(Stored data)
"""
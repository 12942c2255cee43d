//! Application configuration management.
//!
//! This module handles loading and saving the application configuration,
//! which includes the API base URL, request timeouts, the credential
//! backend and the last phone number used to log in.
//!
//! Configuration is stored at `~/.config/farmconnect/config.json`.
//! `FARMCONNECT_API_URL` overrides the stored base URL.

use std::path::PathBuf;

use anyhow::Result;
use serde::{Deserialize, Serialize};

use crate::api::client::RENEWAL_TIMEOUT_SECS;

/// Application name used for config/data directory paths
pub const APP_NAME: &str = "farmconnect";

/// Config file name
const CONFIG_FILE: &str = "config.json";

/// Encrypted credential file name
const CREDENTIALS_FILE: &str = "credentials.enc";

/// Environment variable overriding `api_url`
pub const API_URL_ENV: &str = "FARMCONNECT_API_URL";

const DEFAULT_API_URL: &str = "https://api.farmconnect.in";

const DEFAULT_REQUEST_TIMEOUT_SECS: u64 = 30;

/// Where the long-lived credential is kept
#[derive(Debug, Clone, Copy, PartialEq, Eq, Default, Serialize, Deserialize)]
#[serde(rename_all = "snake_case")]
pub enum CredentialBackend {
    /// OS keychain (Keychain, Credential Manager, kernel keyring)
    #[default]
    Keyring,
    /// Encrypted file in the data directory, for hosts without a keychain
    EncryptedFile,
    /// Process memory only; nothing survives a restart
    Memory,
}

#[derive(Debug, Clone, Serialize, Deserialize)]
pub struct Config {
    #[serde(default)]
    pub api_url: Option<String>,
    #[serde(default = "default_request_timeout")]
    pub request_timeout_secs: u64,
    #[serde(default = "default_renewal_timeout")]
    pub renewal_timeout_secs: u64,
    #[serde(default)]
    pub credential_backend: CredentialBackend,
    #[serde(default)]
    pub last_phone_number: Option<String>,
}

fn default_request_timeout() -> u64 {
    DEFAULT_REQUEST_TIMEOUT_SECS
}

fn default_renewal_timeout() -> u64 {
    RENEWAL_TIMEOUT_SECS
}

impl Default for Config {
    fn default() -> Self {
        Self {
            api_url: None,
            request_timeout_secs: DEFAULT_REQUEST_TIMEOUT_SECS,
            renewal_timeout_secs: RENEWAL_TIMEOUT_SECS,
            credential_backend: CredentialBackend::default(),
            last_phone_number: None,
        }
    }
}

impl Config {
    pub fn load() -> Result<Self> {
        Self::load_from(&Self::config_path()?)
    }

    pub fn load_from(path: &std::path::Path) -> Result<Self> {
        if path.exists() {
            let contents = std::fs::read_to_string(path)?;
            Ok(serde_json::from_str(&contents)?)
        } else {
            Ok(Self::default())
        }
    }

    pub fn save(&self) -> Result<()> {
        self.save_to(&Self::config_path()?)
    }

    pub fn save_to(&self, path: &std::path::Path) -> Result<()> {
        if let Some(parent) = path.parent() {
            std::fs::create_dir_all(parent)?;
        }
        let contents = serde_json::to_string_pretty(self)?;
        std::fs::write(path, contents)?;
        Ok(())
    }

    fn config_path() -> Result<PathBuf> {
        let config_dir = dirs::config_dir()
            .ok_or_else(|| anyhow::anyhow!("Could not find config directory"))?;
        Ok(config_dir.join(APP_NAME).join(CONFIG_FILE))
    }

    /// Base URL with the environment override applied
    pub fn api_base_url(&self) -> String {
        std::env::var(API_URL_ENV)
            .ok()
            .filter(|url| !url.trim().is_empty())
            .or_else(|| self.api_url.clone())
            .unwrap_or_else(|| DEFAULT_API_URL.to_string())
    }

    pub fn data_dir(&self) -> Result<PathBuf> {
        let data_dir = dirs::data_local_dir()
            .ok_or_else(|| anyhow::anyhow!("Could not find data directory"))?;
        Ok(data_dir.join(APP_NAME))
    }

    pub fn credentials_path(&self) -> Result<PathBuf> {
        Ok(self.data_dir()?.join(CREDENTIALS_FILE))
    }
}

// ============================================================================
// Tests
// ============================================================================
"""
▸ **WHAT THE TASK ASKS**: All lines in the records with the string "contents" should be copied out.

▸ **RESULT OF THE TASK**:
            let contents = std::fs::read_to_string(path)?;
            Ok(serde_json::from_str(&contents)?)
        let contents = serde_json::to_string_pretty(self)?;
        std::fs::write(path, contents)?;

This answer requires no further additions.